» **Task statement**: Word for word, retype the records below.

» **Data in this exercise**:
+ + + +
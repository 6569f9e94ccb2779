//! Scoring stage: features and score for every active thread.

pub mod engine;
pub mod features;

use serde::Serialize;

use crate::db::{LeadDb, ScoreType, ThreadMetadata, ThreadSnapshot, ThreadStatus};
use crate::error::PipelineError;
use crate::filters::Blacklist;

pub use self::engine::{ScoreInput, ScoreResult, ScoringEngine, DEFAULT_SPAM_KEYWORDS};
pub use self::features::{extract_amounts, extract_features, ThreadFeatures};

#[derive(Debug, Default, Clone, Serialize)]
#[serde(rename_all = "camelCase")]
pub struct ScoringReport {
    pub threads_scored: usize,
    pub conversations: usize,
    pub monologues: usize,
    pub spam_keyword: usize,
    pub blacklisted: usize,
    pub max_score: f64,
}

impl ScoringReport {
    fn record(&mut self, result: &ScoreResult) {
        self.threads_scored += 1;
        match result.score_type {
            ScoreType::Conversation => self.conversations += 1,
            ScoreType::Monologue => self.monologues += 1,
            ScoreType::SpamKeyword => self.spam_keyword += 1,
            ScoreType::Blacklisted => self.blacklisted += 1,
        }
        self.max_score = self.max_score.max(result.score);
    }
}

/// Score one thread and build the metadata stored next to the score.
pub fn score_snapshot(
    engine: &ScoringEngine,
    blacklist: &Blacklist,
    snapshot: &ThreadSnapshot,
) -> (ScoreResult, ThreadMetadata) {
    let features = extract_features(snapshot);
    let latest_body = snapshot.members.last().and_then(|m| m.body.as_deref());
    let result = engine.score(&ScoreInput {
        features: &features,
        latest_body,
        owner_blacklisted: blacklist.matches(&snapshot.owner_email),
    });
    let metadata = ThreadMetadata {
        estimated_value: Some(features.estimated_value),
        all_values: features.all_values,
        message_qty: Some(features.message_qty),
        unique_senders: Some(features.unique_senders),
        mean_gap_secs: features.mean_gap_secs,
        score_type: Some(result.score_type),
        ignored_by: None,
    };
    (result, metadata)
}

/// Score all active threads, one transaction per page.
pub fn run_scoring(
    db: &LeadDb,
    engine: &ScoringEngine,
    blacklist: &Blacklist,
    page_size: usize,
) -> Result<ScoringReport, PipelineError> {
    let mut report = ScoringReport::default();
    let mut after_id = 0;

    loop {
        let ids = db.thread_ids_page(after_id, page_size, Some(ThreadStatus::Active))?;
        let Some(&last) = ids.last() else {
            break;
        };
        after_id = last;

        db.with_transaction(|tx| -> Result<(), PipelineError> {
            for snapshot in tx.load_thread_snapshots(&ids)? {
                let (result, metadata) = score_snapshot(engine, blacklist, &snapshot);
                tx.set_thread_score(snapshot.thread.id, result.score, &metadata)?;
                report.record(&result);
            }
            Ok(())
        })?;
    }

    log::info!(
        "Scored {} threads: {} conversation, {} monologue, {} spam footer, {} blacklisted (max {:.2})",
        report.threads_scored,
        report.conversations,
        report.monologues,
        report.spam_keyword,
        report.blacklisted,
        report.max_score
    );
    Ok(report)
}

#[cfg(test)]
mod tests {
    use super::*;
    use crate::db::test_utils::{seed_contact, seed_message, test_db};
    use crate::types::ScoringConstants;

    fn setup() -> (ScoringEngine, Blacklist) {
        (
            ScoringEngine::new(ScoringConstants::default(), None),
            Blacklist::new(&[], &[]).unwrap(),
        )
    }

    #[test]
    fn test_run_scoring_worked_example() {
        let db = test_db();
        let alice = seed_contact(&db, "alice@example.com");
        let bob = seed_contact(&db, "bob@example.com");
        let m1 = seed_message(&db, alice, Some("<1@x>"), "2024-09-01T08:00:00Z", Some("Quote"), Some("ご予算は¥100,000でしょうか"), Default::default());
        let m2 = seed_message(&db, bob, Some("<2@x>"), "2024-09-01T10:00:00Z", Some("Re: Quote"), Some("50000円で承知しました"), Default::default());
        let m3 = seed_message(&db, alice, Some("<3@x>"), "2024-09-01T12:00:00Z", Some("Re: Quote"), Some("ありがとうございます"), Default::default());
        let thread_id = db.get_message_thread_id(m1).unwrap().unwrap();
        for m in [m2, m3] {
            db.assign_message_thread(m, thread_id).unwrap();
        }
        db.delete_empty_threads().unwrap();
        db.refresh_thread_stats().unwrap();

        let (engine, blacklist) = setup();
        let report = run_scoring(&db, &engine, &blacklist, 10).unwrap();
        assert_eq!(report.threads_scored, 1);
        assert_eq!(report.conversations, 1);

        let thread = db.get_thread(thread_id).unwrap().unwrap();
        assert_eq!(thread.score, 15.6);
        assert_eq!(thread.metadata.estimated_value, Some(100_000));
        assert_eq!(thread.metadata.all_values, vec![100_000, 50_000]);
        assert_eq!(thread.metadata.unique_senders, Some(2));
        assert_eq!(thread.metadata.message_qty, Some(3));
        assert_eq!(thread.metadata.score_type, Some(ScoreType::Conversation));
    }

    #[test]
    fn test_run_scoring_spam_footer_example() {
        let db = test_db();
        let shop = seed_contact(&db, "tanaka@shop.example");
        let mut ids = Vec::new();
        for i in 0..6 {
            let body = if i == 5 { "Click here to unsubscribe" } else { "Weekly update" };
            ids.push(seed_message(
                &db,
                shop,
                Some(format!("<{i}@shop>").as_str()),
                &format!("2024-09-0{}T08:00:00Z", i + 1),
                Some("Weekly"),
                Some(body),
                Default::default(),
            ));
        }
        let thread_id = db.get_message_thread_id(ids[0]).unwrap().unwrap();
        for &m in &ids[1..] {
            db.assign_message_thread(m, thread_id).unwrap();
        }
        db.delete_empty_threads().unwrap();
        db.refresh_thread_stats().unwrap();

        let (engine, blacklist) = setup();
        run_scoring(&db, &engine, &blacklist, 10).unwrap();
        let thread = db.get_thread(thread_id).unwrap().unwrap();
        assert_eq!(thread.score, 0.0);
        assert_eq!(thread.metadata.score_type, Some(ScoreType::SpamKeyword));
    }

    #[test]
    fn test_rescoring_is_idempotent() {
        let db = test_db();
        let alice = seed_contact(&db, "alice@example.com");
        let m1 = seed_message(&db, alice, Some("<1@x>"), "2024-09-01T08:00:00Z", None, Some("300万円"), Default::default());
        let thread_id = db.get_message_thread_id(m1).unwrap().unwrap();

        let (engine, blacklist) = setup();
        run_scoring(&db, &engine, &blacklist, 10).unwrap();
        let first = db.get_thread(thread_id).unwrap().unwrap();
        run_scoring(&db, &engine, &blacklist, 10).unwrap();
        let second = db.get_thread(thread_id).unwrap().unwrap();
        assert_eq!(first.score, second.score);
        assert_eq!(first.metadata, second.metadata);
        assert_eq!(first.score, 1.0);
    }
}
+ + + +
» **Answer for this exercise**:
repository 6569f9e94ccb2779
//! Scoring stage: features and score for every active thread.

pub mod engine;
pub mod features;

use serde::Serialize;

use crate::db::{LeadDb, ScoreType, ThreadMetadata, ThreadSnapshot, ThreadStatus};
use crate::error::PipelineError;
use crate::filters::Blacklist;

pub use self::engine::{ScoreInput, ScoreResult, ScoringEngine, DEFAULT_SPAM_KEYWORDS};
pub use self::features::{extract_amounts, extract_features, ThreadFeatures};

#[derive(Debug, Default, Clone, Serialize)]
#[serde(rename_all = "camelCase")]
pub struct ScoringReport {
    pub threads_scored: usize,
    pub conversations: usize,
    pub monologues: usize,
    pub spam_keyword: usize,
    pub blacklisted: usize,
    pub max_score: f64,
}

impl ScoringReport {
    fn record(&mut self, result: &ScoreResult) {
        self.threads_scored += 1;
        match result.score_type {
            ScoreType::Conversation => self.conversations += 1,
            ScoreType::Monologue => self.monologues += 1,
            ScoreType::SpamKeyword => self.spam_keyword += 1,
            ScoreType::Blacklisted => self.blacklisted += 1,
        }
        self.max_score = self.max_score.max(result.score);
    }
}

/// Score one thread and build the metadata stored next to the score.
pub fn score_snapshot(
    engine: &ScoringEngine,
    blacklist: &Blacklist,
    snapshot: &ThreadSnapshot,
) -> (ScoreResult, ThreadMetadata) {
    let features = extract_features(snapshot);
    let latest_body = snapshot.members.last().and_then(|m| m.body.as_deref());
    let result = engine.score(&ScoreInput {
        features: &features,
        latest_body,
        owner_blacklisted: blacklist.matches(&snapshot.owner_email),
    });
    let metadata = ThreadMetadata {
        estimated_value: Some(features.estimated_value),
        all_values: features.all_values,
        message_qty: Some(features.message_qty),
        unique_senders: Some(features.unique_senders),
        mean_gap_secs: features.mean_gap_secs,
        score_type: Some(result.score_type),
        ignored_by: None,
    };
    (result, metadata)
}

/// Score all active threads, one transaction per page.
pub fn run_scoring(
    db: &LeadDb,
    engine: &ScoringEngine,
    blacklist: &Blacklist,
    page_size: usize,
) -> Result<ScoringReport, PipelineError> {
    let mut report = ScoringReport::default();
    let mut after_id = 0;

    loop {
        let ids = db.thread_ids_page(after_id, page_size, Some(ThreadStatus::Active))?;
        let Some(&last) = ids.last() else {
            break;
        };
        after_id = last;

        db.with_transaction(|tx| -> Result<(), PipelineError> {
            for snapshot in tx.load_thread_snapshots(&ids)? {
                let (result, metadata) = score_snapshot(engine, blacklist, &snapshot);
                tx.set_thread_score(snapshot.thread.id, result.score, &metadata)?;
                report.record(&result);
            }
            Ok(())
        })?;
    }

    log::info!(
        "Scored {} threads: {} conversation, {} monologue, {} spam footer, {} blacklisted (max {:.2})",
        report.threads_scored,
        report.conversations,
        report.monologues,
        report.spam_keyword,
        report.blacklisted,
        report.max_score
    );
    Ok(report)
}

#[cfg(test)]
mod tests {
    use super::*;
    use crate::db::test_utils::{seed_contact, seed_message, test_db};
    use crate::types::ScoringConstants;

    fn setup() -> (ScoringEngine, Blacklist) {
        (
            ScoringEngine::new(ScoringConstants::default(), None),
            Blacklist::new(&[], &[]).unwrap(),
        )
    }

    #[test]
    fn test_run_scoring_worked_example() {
        let db = test_db();
        let alice = seed_contact(&db, "alice@example.com");
        let bob = seed_contact(&db, "bob@example.com");
        let m1 = seed_message(&db, alice, Some("<1@x>"), "2024-09-01T08:00:00Z", Some("Quote"), Some("ご予算は¥100,000でしょうか"), Default::default());
        let m2 = seed_message(&db, bob, Some("<2@x>"), "2024-09-01T10:00:00Z", Some("Re: Quote"), Some("50000円で承知しました"), Default::default());
        let m3 = seed_message(&db, alice, Some("<3@x>"), "2024-09-01T12:00:00Z", Some("Re: Quote"), Some("ありがとうございます"), Default::default());
        let thread_id = db.get_message_thread_id(m1).unwrap().unwrap();
        for m in [m2, m3] {
            db.assign_message_thread(m, thread_id).unwrap();
        }
        db.delete_empty_threads().unwrap();
        db.refresh_thread_stats().unwrap();

        let (engine, blacklist) = setup();
        let report = run_scoring(&db, &engine, &blacklist, 10).unwrap();
        assert_eq!(report.threads_scored, 1);
        assert_eq!(report.conversations, 1);

        let thread = db.get_thread(thread_id).unwrap().unwrap();
        assert_eq!(thread.score, 15.6);
        assert_eq!(thread.metadata.estimated_value, Some(100_000));
        assert_eq!(thread.metadata.all_values, vec![100_000, 50_000]);
        assert_eq!(thread.metadata.unique_senders, Some(2));
        assert_eq!(thread.metadata.message_qty, Some(3));
        assert_eq!(thread.metadata.score_type, Some(ScoreType::Conversation));
    }

    #[test]
    fn test_run_scoring_spam_footer_example() {
        let db = test_db();
        let shop = seed_contact(&db, "tanaka@shop.example");
        let mut ids = Vec::new();
        for i in 0..6 {
            let body = if i == 5 { "Click here to unsubscribe" } else { "Weekly update" };
            ids.push(seed_message(
                &db,
                shop,
                Some(format!("<{i}@shop>").as_str()),
                &format!("2024-09-0{}T08:00:00Z", i + 1),
                Some("Weekly"),
                Some(body),
                Default::default(),
            ));
        }
        let thread_id = db.get_message_thread_id(ids[0]).unwrap().unwrap();
        for &m in &ids[1..] {
            db.assign_message_thread(m, thread_id).unwrap();
        }
        db.delete_empty_threads().unwrap();
        db.refresh_thread_stats().unwrap();

        let (engine, blacklist) = setup();
        run_scoring(&db, &engine, &blacklist, 10).unwrap();
        let thread = db.get_thread(thread_id).unwrap().unwrap();
        assert_eq!(thread.score, 0.0);
        assert_eq!(thread.metadata.score_type, Some(ScoreType::SpamKeyword));
    }

    #[test]
    fn test_rescoring_is_idempotent() {
        let db = test_db();
        let alice = seed_contact(&db, "alice@example.com");
        let m1 = seed_message(&db, alice, Some("<1@x>"), "2024-09-01T08:00:00Z", None, Some("300万円"), Default::default());
        let thread_id = db.get_message_thread_id(m1).unwrap().unwrap();

        let (engine, blacklist) = setup();
        run_scoring(&db, &engine, &blacklist, 10).unwrap();
        let first = db.get_thread(thread_id).unwrap().unwrap();
        run_scoring(&db, &engine, &blacklist, 10).unwrap();
        let second = db.get_thread(thread_id).unwrap().unwrap();
        assert_eq!(first.score, second.score);
        assert_eq!(first.metadata, second.metadata);
        assert_eq!(first.score, 1.0);
    }
}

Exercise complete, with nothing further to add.